Ломались под ветром сучья, падала ей на волосы обугленная кора.
— Я не хочу! — кричала она, тряся его за плечи. — Ты слышишь! Я буду здесь, с тобой. Я никуда не уеду. Не надо, Этьен!!
— Мари, голубка… Что же тут поделаешь, Мари, — он еле слышно прохрипел, и ветер совсем заглушил его слова. По движению губ она поняла, что он сказал, и, не сдержав рыдания, приникла головой к его груди, обжигая слезами еще не зажившие шрамы.
Всю ночь она пролежала рядом с ним на постели, прижавшись щекой к его плечу. Он тихо лежал на спине, почти не шевелясь, глядя в потолок бессонными глазами. За окном стрекотали цикады, вязко-сладким ароматом благоухала глициния. Луна оранжевым фонарем повисла в черном бархате небес. Под ее мягким струящимся светом заливались в саду трелями соловьи. Ветер стих. Воцарилась тишина.
«Совсем как в детстве», — подумала тогда Маренн. Вдруг Этьен спросил ее:
— Что это за птицы поют, Мари?
— Это соловьи, Этьен, ты разве не помнишь? — она приподнялась на локте и обняла его обнаженный торс.
— Не помню, — тихо сказал он. — А что это стрекочет?
— Цикады…
— Тоже не помню. Я почти ничего не помню, Мари.
— А где мама?
— Мамы нет, — Маренн растерялась, — Она давно умерла.
— Умерла… — он снова замолчал. Маренн положила голову ему на грудь. Теперь она уже окончательно решила для себя, что никуда не поедет. Она не может оставить его здесь одного. Она будет лечить его, любить, она выдержит, — со временем станет легче. С улыбкой она заснула, прижимаясь лицом к его груди. Проснулась же она под утро от пронизывающего холода и не могла понять, что случилось.

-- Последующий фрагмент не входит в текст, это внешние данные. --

use crate::error::Result;

use super::{GpuExtractor, GpuVolumeSampler, Params};

impl GpuExtractor {
    /// Records the block min/max pass into `encoder`. Returns the
    /// `vec2<f32>`-per-block range buffer.
    pub(crate) fn encode_reduce(
        &self,
        encoder: &mut wgpu::CommandEncoder,
        sampler: &GpuVolumeSampler,
        params: &Params,
    ) -> Result<wgpu::Buffer> {
        let num_blocks = params.num_blocks[3];
        let range_bytes = (num_blocks as u64).saturating_mul(8);
        self.ensure_storage_fits(range_bytes, "block ranges")?;

        let ranges_buf = self.device.create_buffer(&wgpu::BufferDescriptor {
            label: Some("iso_mesher.block_ranges"),
            size: range_bytes.max(8),
            usage: wgpu::BufferUsages::STORAGE | wgpu::BufferUsages::COPY_SRC,
            mapped_at_creation: false,
        });

        let (width, height) = self.dispatch_grid(num_blocks, "reduce dispatch")?;
        let params_buf = self.params_buffer(
            &Params {
                dispatch_width: width.max(1),
                ..*params
            },
            "iso_mesher.reduce.params",
        );

        let bind_group = self.device.create_bind_group(&wgpu::BindGroupDescriptor {
            label: Some("iso_mesher.reduce.bind_group"),
            layout: &self.reduce_bind_group_layout,
            entries: &[
                wgpu::BindGroupEntry { binding: 0, resource: sampler.buffer.as_entire_binding() },
                wgpu::BindGroupEntry { binding: 1, resource: ranges_buf.as_entire_binding() },
                wgpu::BindGroupEntry { binding: 2, resource: params_buf.as_entire_binding() },
            ],
        });

        {
            let mut pass = encoder.begin_compute_pass(&wgpu::ComputePassDescriptor {
                label: Some("iso_mesher.reduce.pass"),
                timestamp_writes: None,
            });
            pass.set_pipeline(&self.reduce_pipeline);
            pass.set_bind_group(0, &bind_group, &[]);
            pass.dispatch_workgroups(width, height, 1);
        }
        Ok(ranges_buf)
    }
}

Стояла душная южная ночь, ни дуновения ветерка не залетало в распахнутые окна, и все-таки было очень холодно. Она вдруг ощутила, как ледяные клещи охватывают ее с ног до головы — ее бил озноб, холодный пот страха струился по щекам. Рядом с кроватью в колыбельке, проснувшись, заплакал Штефан. Маренн поднялась с постели, подошла к сыну. Здесь уже не было холодно. Она почувствовала запах цветов, тепло ночи окутало ее, согревая. Укачав сына, она повернулась к Этьену. Он все так же лежал, неподвижно уставившись в потолок безжизненно-невидящими глазами. Маренн подошла к нему, взяла его за руку, и… тут же бросила. Ужас охватил ее — теперь она поняла, откуда шел этот могильный холод: холод шел от него.